● TASK BRIEF
The expected output is the first line of the data below and every line after it, up to and including the line containing "use crate::resolver::name::is_valid_dotted_name;", each reproduced exactly.

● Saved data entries
===============
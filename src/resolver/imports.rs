//! Static import reference extraction.
//!
//! Scans Python source text for `import` and `from … import` statements
//! without executing anything, and emits absolute dotted references.
//! Relative imports are resolved against the analyzed module's own dotted
//! name before emission, so every reference leaving this module is
//! absolute.
//!
//! The scan is lexical: logical lines are assembled from backslash
//! continuations and parenthesized import lists, and string literals and
//! comments are stripped first, so imports mentioned inside docstrings do
//! not count.

use std::sync::LazyLock;

use regex::Regex;

use crate::error::{PyreqsError, Result};
use crate::resolver::name::is_valid_dotted_name;
use crate::resolver::scan::SourceScanner;

/// `import a.b as x, c`
static IMPORT_RE: LazyLock<Regex> =
    LazyLock::new(|| Regex::new(r"^\s*import\b\s*(.+?)\s*$").unwrap());

/// `from ..pkg.sub import a, b as c` / `from . import x` / `from p import *`
static FROM_RE: LazyLock<Regex> = LazyLock::new(|| {
    Regex::new(r"^\s*from\b\s*(\.*)\s*((?:[A-Za-z_]\w*(?:\.[A-Za-z_]\w*)*)?)\s*\bimport\b\s*(.+?)\s*$")
        .unwrap()
});

/// Detects a line that starts an import statement at all, used to report
/// statements the stricter patterns above reject.
static IMPORT_STMT_RE: LazyLock<Regex> =
    LazyLock::new(|| Regex::new(r"^\s*(?:import|from)\b").unwrap());

/// Extract all import references from `source`, in declaration order.
///
/// `module_name` is the analyzed module's own dotted name; it anchors
/// relative imports and identifies the module in error messages.
pub fn extract_imports(source: &str, module_name: &str) -> Result<Vec<String>> {
    let mut references = Vec::new();

    for line in LogicalLines::new(source) {
        let line = match line {
            Ok(line) => line,
            Err(PyreqsError::ParseError { message, .. }) => {
                return Err(parse_error(module_name, &message));
            }
            Err(e) => return Err(e),
        };
        // String contents are already blanked, so any remaining
        // semicolon is a real statement separator.
        for statement in line.split(';') {
            if !IMPORT_STMT_RE.is_match(statement) {
                continue;
            }
            if let Some(caps) = FROM_RE.captures(statement) {
                let level = caps.get(1).map_or(0, |m| m.as_str().len());
                let module = caps.get(2).map_or("", |m| m.as_str());
                let names = caps.get(3).map_or("", |m| m.as_str());
                let parent = resolve_parent(level, module, module_name)?;
                parse_from_names(names, &parent, module_name, &mut references)?;
            } else if let Some(caps) = IMPORT_RE.captures(statement) {
                parse_import_names(&caps[1], module_name, &mut references)?;
            } else {
                return Err(parse_error(
                    module_name,
                    &format!("malformed import statement: {}", statement.trim()),
                ));
            }
        }
    }

    Ok(references)
}

/// Resolve the `from` target to an absolute dotted parent name.
///
/// For a relative import of level N, N−1 trailing segments are stripped
/// from the anchoring module name before the named module part is joined.
fn resolve_parent(level: usize, module: &str, anchor: &str) -> Result<String> {
    if level == 0 {
        if module.is_empty() {
            return Err(parse_error(anchor, "'from' without a module target"));
        }
        return Ok(module.to_string());
    }

    let segments: Vec<&str> = anchor.split('.').collect();
    if level > segments.len() {
        return Err(parse_error(
            anchor,
            "relative import escapes the top-level package",
        ));
    }
    let base = segments[..segments.len() - (level - 1)].join(".");
    if module.is_empty() {
        Ok(base)
    } else {
        Ok(format!("{base}.{module}"))
    }
}

/// Parse the name list of a `from P import …` statement.
///
/// `from P import *` contributes `P` itself: the wildcard cannot be
/// resolved to individual names statically, so the package is the
/// dependency.
fn parse_from_names(
    names: &str,
    parent: &str,
    module_name: &str,
    out: &mut Vec<String>,
) -> Result<()> {
    let names = strip_parens(names);
    let mut emitted = false;

    for item in names.split(',') {
        let item = item.trim();
        if item.is_empty() {
            continue;
        }
        if item == "*" {
            out.push(parent.to_string());
            emitted = true;
            continue;
        }
        let name = strip_alias(item);
        if !is_valid_dotted_name(name) || name.contains('.') {
            return Err(parse_error(
                module_name,
                &format!("invalid imported name: {item}"),
            ));
        }
        out.push(format!("{parent}.{name}"));
        emitted = true;
    }

    if !emitted {
        return Err(parse_error(module_name, "empty import list"));
    }
    Ok(())
}

/// Parse the name list of a plain `import …` statement.
fn parse_import_names(names: &str, module_name: &str, out: &mut Vec<String>) -> Result<()> {
    let mut emitted = false;

    for item in names.split(',') {
        let item = item.trim();
        if item.is_empty() {
            continue;
        }
        let name = strip_alias(item);
        if !is_valid_dotted_name(name) {
            return Err(parse_error(
                module_name,
                &format!("invalid module name: {item}"),
            ));
        }
        out.push(name.to_string());
        emitted = true;
    }

    if !emitted {
        return Err(parse_error(module_name, "empty import list"));
    }
    Ok(())
}

/// Drop an `as alias` suffix from an import item.
fn strip_alias(item: &str) -> &str {
    let tokens: Vec<&str> = item.split_whitespace().collect();
    match tokens.as_slice() {
        &[name] => name,
        &[name, "as", _alias] => name,
        _ => item,
    }
}

fn strip_parens(names: &str) -> &str {
    let names = names.trim();
    if let Some(inner) = names.strip_prefix('(') {
        inner.strip_suffix(')').unwrap_or(inner).trim()
    } else {
        names
    }
}

fn parse_error(module: &str, message: &str) -> PyreqsError {
    PyreqsError::ParseError {
        module: module.to_string(),
        message: message.to_string(),
    }
}

/// Iterator over logical lines of code.
///
/// Joins backslash continuations and lines held open by an unbalanced
/// bracket, with comments and string contents already stripped by
/// [`SourceScanner`].
struct LogicalLines<'a> {
    lines: std::str::Lines<'a>,
    scanner: SourceScanner,
}

impl<'a> LogicalLines<'a> {
    fn new(source: &'a str) -> Self {
        Self {
            lines: source.lines(),
            scanner: SourceScanner::new(),
        }
    }
}

impl Iterator for LogicalLines<'_> {
    type Item = Result<String>;

    fn next(&mut self) -> Option<Self::Item> {
        let mut logical = String::new();
        let mut depth: i32 = 0;

        loop {
            let line = match self.lines.next() {
                Some(line) => line,
                None if logical.trim().is_empty() => return None,
                // Source ended while a bracket or continuation was open.
                None => return Some(Err(unterminated(&logical))),
            };

            let (code, _comment) = self.scanner.split_line(line);
            let mut code = code.trim_end().to_string();

            let continued = code.ends_with('\\');
            if continued {
                code.pop();
            }

            depth += bracket_delta(&code);
            logical.push_str(&code);

            if continued || depth > 0 || self.scanner.in_string() {
                logical.push(' ');
                continue;
            }
            return Some(Ok(logical));
        }
    }
}

fn unterminated(logical: &str) -> PyreqsError {
    PyreqsError::ParseError {
        module: String::new(),
        message: format!("unterminated statement: {}", logical.trim()),
    }
}

fn bracket_delta(code: &str) -> i32 {
    let mut delta = 0;
    for c in code.chars() {
        match c {
            '(' | '[' | '{' => delta += 1,
            ')' | ']' | '}' => delta -= 1,
            _ => {}
        }
    }
    delta
}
===============
● WRITTEN SOLUTION
filename src/resolver/imports.rs
//! Static import reference extraction.
//!
//! Scans Python source text for `import` and `from … import` statements
//! without executing anything, and emits absolute dotted references.
//! Relative imports are resolved against the analyzed module's own dotted
//! name before emission, so every reference leaving this module is
//! absolute.
//!
//! The scan is lexical: logical lines are assembled from backslash
//! continuations and parenthesized import lists, and string literals and
//! comments are stripped first, so imports mentioned inside docstrings do
//! not count.

use std::sync::LazyLock;

use regex::Regex;

use crate::error::{PyreqsError, Result};
use crate::resolver::name::is_valid_dotted_name;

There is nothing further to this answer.